Addio al signore della cucina bergamasca

È morto il patriarca della famiglia Cerea, titolare del celebre ristorante «Da Vittorio»

Paolo Marchi

Un anno fa a fine novembre si spense a Bergamo Gino Veronelli, ora la stessa città ha perso anche il suo ristoratore più famoso, Vittorio Cerea. E purtroppo parliamo proprio della morte agli Ospedali Riuniti, all’età di 69 anni (non dimostrati), di un uomo che con la sua passione e i suoi piatti ha scandito i momenti migliori dell’alta cucina bergamasca. La morte fisica, è bene precisarlo, dopo che a fine estate il suo celebratissimo «Da Vittorio» in viale Papa Giovanni non aveva riaperto i battenti, almeno non nella storica sede cittadina, quella con un uomo di colore in divisa rossa perennemente sulla porta, pronto a parcheggiare l’auto per il cliente che non aveva tempo. E adesso che tutta l’attività si svolge nel relais della Cantalupa, una magione superlusso nel comune di Brusaporto a una decina di chilometri dal capoluogo, molti si chiedono quanto questo trasloco abbia pesato sulla malattia. Se si scrive che è stata la mazzata definitiva si sbaglia di poco. Il suo vero locale era quello in Città Bassa, la Cantalupa era l’indirizzo per banchetti e matrimoni, posto splendido ma sempre un’altra cosa. Nel primo i clienti cadevano dentro, nell’altro bisogna andarci e certe figure della Bergamo bene, use a muoversi a piedi, a fare le cose con comodo, non si sono ancora abituate alla novità.
Due anni fa la proprietà del palazzo aveva posto condizioni per rinnovare l’affitto troppo onerose e solo quando era chiaro che i Cerea se ne sarebbero andati per davvero, dopo un primo annuncio a fine primavera 2004, Bergamo ha capito in pieno cosa avrebbe perso. Una città famosa per la ricchezza della sua tavola, oggi ha solo un’insegna premiata dalla Michelin, davvero tristemente poco.
Vittorio ne aveva sempre avuta una, ma da quando forni e fornelli erano passati al primogenito Enrico (e ai suoi quattro fratelli) la guida rossa ne aveva accesa una seconda, rarissimo caso di figli che fanno meglio dei genitori. I Cerea nel tempo avevano aperto la loro carta al mondo, Adrià non era certo una bestemmia per loro, a patto che la tradizione bergamasca, tanto cara a Vittorio, procedesse di pari passo con il pesce crudo (e per alcuni gamberetti pure pesce vivo, zampettante nel piatto) e i lecca-lecca, il noto e il nuovo, la sicurezza di ricette collaudate allo stupore per ardite combinazioni pensate da Chicco guardando cosa succede fuori dalla sua città.
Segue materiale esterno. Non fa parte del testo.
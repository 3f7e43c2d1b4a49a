//! Geographic coordinates and great-circle distance.

use serde::{Deserialize, Serialize};

/// Mean Earth radius in kilometers.
const EARTH_RADIUS_KM: f64 = 6371.0;

/// A geographic point (WGS84 latitude/longitude in degrees).
#[derive(Debug, Clone, Copy, PartialEq, Serialize, Deserialize)]
pub struct Location {
    pub lat: f64,
    pub lng: f64,
}

impl Location {
    pub fn new(lat: f64, lng: f64) -> Self {
        Self { lat, lng }
    }

    /// Whether both coordinates parse as finite numbers.
    ///
    /// Request validation rejects NaN/infinite coordinates before any
    /// drone state is touched.
    pub fn is_finite(&self) -> bool {
        self.lat.is_finite() && self.lng.is_finite()
    }

    /// Linear interpolation between two points, per axis.
    ///
    /// Not real navigation: the flight model is a deliberate straight-line
    /// approximation, so plain per-axis lerp matches it.
    pub fn lerp(start: Location, end: Location, progress: f64) -> Location {
        Location {
            lat: start.lat + (end.lat - start.lat) * progress,
            lng: start.lng + (end.lng - start.lng) * progress,
        }
    }

    /// Project onto the unit sphere as a 3-D cartesian point.
    ///
    /// Chord distance between unit-sphere points is monotonic in great-circle
    /// distance, which lets an R-tree answer nearest-neighbour queries in
    /// euclidean space and still return the great-circle nearest point.
    pub fn to_unit_sphere(&self) -> [f64; 3] {
        let lat = self.lat.to_radians();
        let lng = self.lng.to_radians();
        [lat.cos() * lng.cos(), lat.cos() * lng.sin(), lat.sin()]
    }
}

/// Great-circle distance between two points in kilometers (haversine).
pub fn haversine_km(a: Location, b: Location) -> f64 {
    let d_lat = (b.lat - a.lat).to_radians();
    let d_lng = (b.lng - a.lng).to_radians();

    let h = (d_lat / 2.0).sin().powi(2)
        + a.lat.to_radians().cos() * b.lat.to_radians().cos() * (d_lng / 2.0).sin().powi(2);

    let c = 2.0 * h.sqrt().atan2((1.0 - h).sqrt());
    EARTH_RADIUS_KM * c
}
E al di là del nome di Vittorio sull’insegna (e non del cognome di una famiglia tutta impegnata lì), resta straordinario l’impegno collettivo di due generazioni di Cerea al punto da far pensare che se uno aveva altro per la testa che non fosse riconducibile a cibi, vini o dolci (la pasticceria Cavour in Città Alta è loro) o cambiava idea o cambiava aria.
I funerali di Vittorio Cerea si celebreranno domani nella chiesa delle Grazie, a pochi passi dalla vecchia sede. Non è il ritorno a casa che lui per primo sognava.